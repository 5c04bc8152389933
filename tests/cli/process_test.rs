//! Tests for Claude process spawning and control.

use std::time::Duration;

use tempfile::TempDir;
use tokio::io::AsyncReadExt;

use claude_session::cli::{build_args, ClaudeProcess, SpawnError};
use claude_session::config::SessionConfig;

use crate::support::fake_claude;

fn spawn(config: &SessionConfig, prompt: &str) -> Result<ClaudeProcess, SpawnError> {
    let invocation = build_args(config, prompt, None).unwrap();
    ClaudeProcess::spawn(config, invocation)
}

async fn read_stdout(process: &mut ClaudeProcess) -> String {
    let mut stdout = process.take_stdout().expect("stdout available");
    let mut output = String::new();
    stdout.read_to_string(&mut output).await.unwrap();
    output
}

#[tokio::test]
async fn spawn_passes_arguments_and_reports_exit_code() {
    let dir = TempDir::new().unwrap();
    let binary = fake_claude(dir.path(), r#"for arg in "$@"; do echo "$arg"; done"#);
    let config = SessionConfig::new().executable(binary);

    let mut process = spawn(&config, "hello there").unwrap();
    let output = read_stdout(&mut process).await;

    let lines: Vec<&str> = output.lines().collect();
    assert_eq!(lines.first(), Some(&"--print"));
    assert_eq!(lines.last(), Some(&"hello there"));
    assert_eq!(process.wait().await.unwrap(), 0);
    assert_eq!(process.wait().await.unwrap(), 0);
}

#[tokio::test]
async fn take_stdout_only_once() {
    let dir = TempDir::new().unwrap();
    let binary = fake_claude(dir.path(), "exit 0");
    let config = SessionConfig::new().executable(binary);

    let mut process = spawn(&config, "task").unwrap();
    assert!(process.take_stdout().is_some());
    assert!(process.take_stdout().is_none());
    process.wait().await.unwrap();
}

#[tokio::test]
async fn nonzero_exit_code_is_reported() {
    let dir = TempDir::new().unwrap();
    let binary = fake_claude(dir.path(), "exit 3");
    let config = SessionConfig::new().executable(binary);

    let mut process = spawn(&config, "task").unwrap();
    assert_eq!(process.wait().await.unwrap(), 3);
}

#[tokio::test]
async fn kill_reports_signal() {
    let dir = TempDir::new().unwrap();
    let binary = fake_claude(dir.path(), "exec sleep 10");
    let config = SessionConfig::new().executable(binary);

    let mut process = spawn(&config, "task").unwrap();
    assert!(process.id().is_some());
    process.kill();

    let result = tokio::time::timeout(Duration::from_secs(5), process.wait())
        .await
        .expect("killed process should exit promptly");
    assert!(matches!(result, Err(SpawnError::Signaled { signal: Some(9) })));
}

#[tokio::test]
async fn kill_after_exit_is_harmless() {
    let dir = TempDir::new().unwrap();
    let binary = fake_claude(dir.path(), "exit 0");
    let config = SessionConfig::new().executable(binary);

    let mut process = spawn(&config, "task").unwrap();
    assert_eq!(process.wait().await.unwrap(), 0);
    process.kill();
    process.kill();
    assert!(process.id().is_none());
    assert!(process.try_wait().unwrap().is_some());
}

#[tokio::test]
async fn graceful_terminate_stops_process() {
    let dir = TempDir::new().unwrap();
    let binary = fake_claude(dir.path(), "exec sleep 10");
    let config = SessionConfig::new().executable(binary);

    let mut process = spawn(&config, "task").unwrap();
    process
        .graceful_terminate(Duration::from_secs(2))
        .await
        .unwrap();
    assert!(process.try_wait().unwrap().is_some());
}

#[tokio::test]
async fn graceful_terminate_escalates_to_kill() {
    let dir = TempDir::new().unwrap();
    let binary = fake_claude(dir.path(), "trap '' TERM\nwhile true; do sleep 1; done");
    let config = SessionConfig::new().executable(binary);

    let mut process = spawn(&config, "task").unwrap();
    // Give the shell time to install its trap.
    tokio::time::sleep(Duration::from_millis(200)).await;
    process
        .graceful_terminate(Duration::from_millis(200))
        .await
        .unwrap();
    assert!(process.try_wait().unwrap().is_some());
}

#[tokio::test]
async fn missing_binary_is_not_found() {
    let dir = TempDir::new().unwrap();
    let config = SessionConfig::new().executable(dir.path().join("no-such-claude"));

    let result = spawn(&config, "task");
    assert!(matches!(result, Err(SpawnError::NotFound)));
}

#[tokio::test]
async fn working_directory_is_applied() {
    let dir = TempDir::new().unwrap();
    let workdir = TempDir::new().unwrap();
    let binary = fake_claude(dir.path(), "pwd");
    let config = SessionConfig::new()
        .executable(binary)
        .working_dir(workdir.path());

    let mut process = spawn(&config, "task").unwrap();
    let output = read_stdout(&mut process).await;

    let expected = std::fs::canonicalize(workdir.path()).unwrap();
    let actual = std::fs::canonicalize(output.trim()).unwrap();
    assert_eq!(actual, expected);
    assert_eq!(process.wait().await.unwrap(), 0);
}

#[tokio::test]
async fn heavy_stderr_does_not_block() {
    let dir = TempDir::new().unwrap();
    let binary = fake_claude(
        dir.path(),
        "i=0\nwhile [ $i -lt 5000 ]; do echo \"diagnostic line $i padding padding padding\" >&2; i=$((i+1)); done\necho done",
    );
    let config = SessionConfig::new().executable(binary);

    let mut process = spawn(&config, "task").unwrap();
    let output = tokio::time::timeout(Duration::from_secs(10), read_stdout(&mut process))
        .await
        .expect("stdout should complete while stderr is drained");
    assert_eq!(output.trim(), "done");
    assert_eq!(process.wait().await.unwrap(), 0);
}

#[tokio::test]
async fn invalid_utf8_stderr_keeps_draining() {
    let dir = TempDir::new().unwrap();
    let binary = fake_claude(
        dir.path(),
        "printf '\\377\\376 junk\\n' >&2\nsleep 0.3\necho diag >&2\necho still-alive",
    );
    let config = SessionConfig::new().executable(binary);

    let mut process = spawn(&config, "task").unwrap();
    let output = read_stdout(&mut process).await;

    assert_eq!(output.trim(), "still-alive");
    assert_eq!(process.wait().await.unwrap(), 0);
}

#[tokio::test]
async fn mcp_config_lives_as_long_as_process() {
    use claude_session::config::McpServerConfig;

    let dir = TempDir::new().unwrap();
    // Print the contents of the file named after --mcp-config.
    let binary = fake_claude(
        dir.path(),
        r#"prev=""
for arg in "$@"; do
  if [ "$prev" = "--mcp-config" ]; then cat "$arg"; fi
  prev="$arg"
done"#,
    );
    let config = SessionConfig::new()
        .executable(binary)
        .mcp_server("files", McpServerConfig::new("mcp-files"));

    let invocation = build_args(&config, "task", None).unwrap();
    let path = invocation.mcp_config_path().unwrap().to_path_buf();
    let mut process = ClaudeProcess::spawn(&config, invocation).unwrap();

    let output = read_stdout(&mut process).await;
    assert!(output.contains("\"mcpServers\""));
    assert_eq!(process.wait().await.unwrap(), 0);
    assert!(path.exists());

    drop(process);
    assert!(!path.exists());
}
────────────────────
= EXERCISE DETAILS =
The line containing "-lt 5000 ];" marks the start. Repeat it and every line after it to the end of the listing above, exactly.

= RESPONSE BELOW =
        "i=0\nwhile [ $i -lt 5000 ]; do echo \"diagnostic line $i padding padding padding\" >&2; i=$((i+1)); done\necho done",
    );
    let config = SessionConfig::new().executable(binary);

    let mut process = spawn(&config, "task").unwrap();
    let output = tokio::time::timeout(Duration::from_secs(10), read_stdout(&mut process))
        .await
        .expect("stdout should complete while stderr is drained");
    assert_eq!(output.trim(), "done");
    assert_eq!(process.wait().await.unwrap(), 0);
}

#[tokio::test]
async fn invalid_utf8_stderr_keeps_draining() {
    let dir = TempDir::new().unwrap();
    let binary = fake_claude(
        dir.path(),
        "printf '\\377\\376 junk\\n' >&2\nsleep 0.3\necho diag >&2\necho still-alive",
    );
    let config = SessionConfig::new().executable(binary);

    let mut process = spawn(&config, "task").unwrap();
    let output = read_stdout(&mut process).await;

    assert_eq!(output.trim(), "still-alive");
    assert_eq!(process.wait().await.unwrap(), 0);
}

#[tokio::test]
async fn mcp_config_lives_as_long_as_process() {
    use claude_session::config::McpServerConfig;

    let dir = TempDir::new().unwrap();
    // Print the contents of the file named after --mcp-config.
    let binary = fake_claude(
        dir.path(),
        r#"prev=""
for arg in "$@"; do
  if [ "$prev" = "--mcp-config" ]; then cat "$arg"; fi
  prev="$arg"
done"#,
    );
    let config = SessionConfig::new()
        .executable(binary)
        .mcp_server("files", McpServerConfig::new("mcp-files"));

    let invocation = build_args(&config, "task", None).unwrap();
    let path = invocation.mcp_config_path().unwrap().to_path_buf();
    let mut process = ClaudeProcess::spawn(&config, invocation).unwrap();

    let output = read_stdout(&mut process).await;
    assert!(output.contains("\"mcpServers\""));
    assert_eq!(process.wait().await.unwrap(), 0);
    assert!(path.exists());

    drop(process);
    assert!(!path.exists());
}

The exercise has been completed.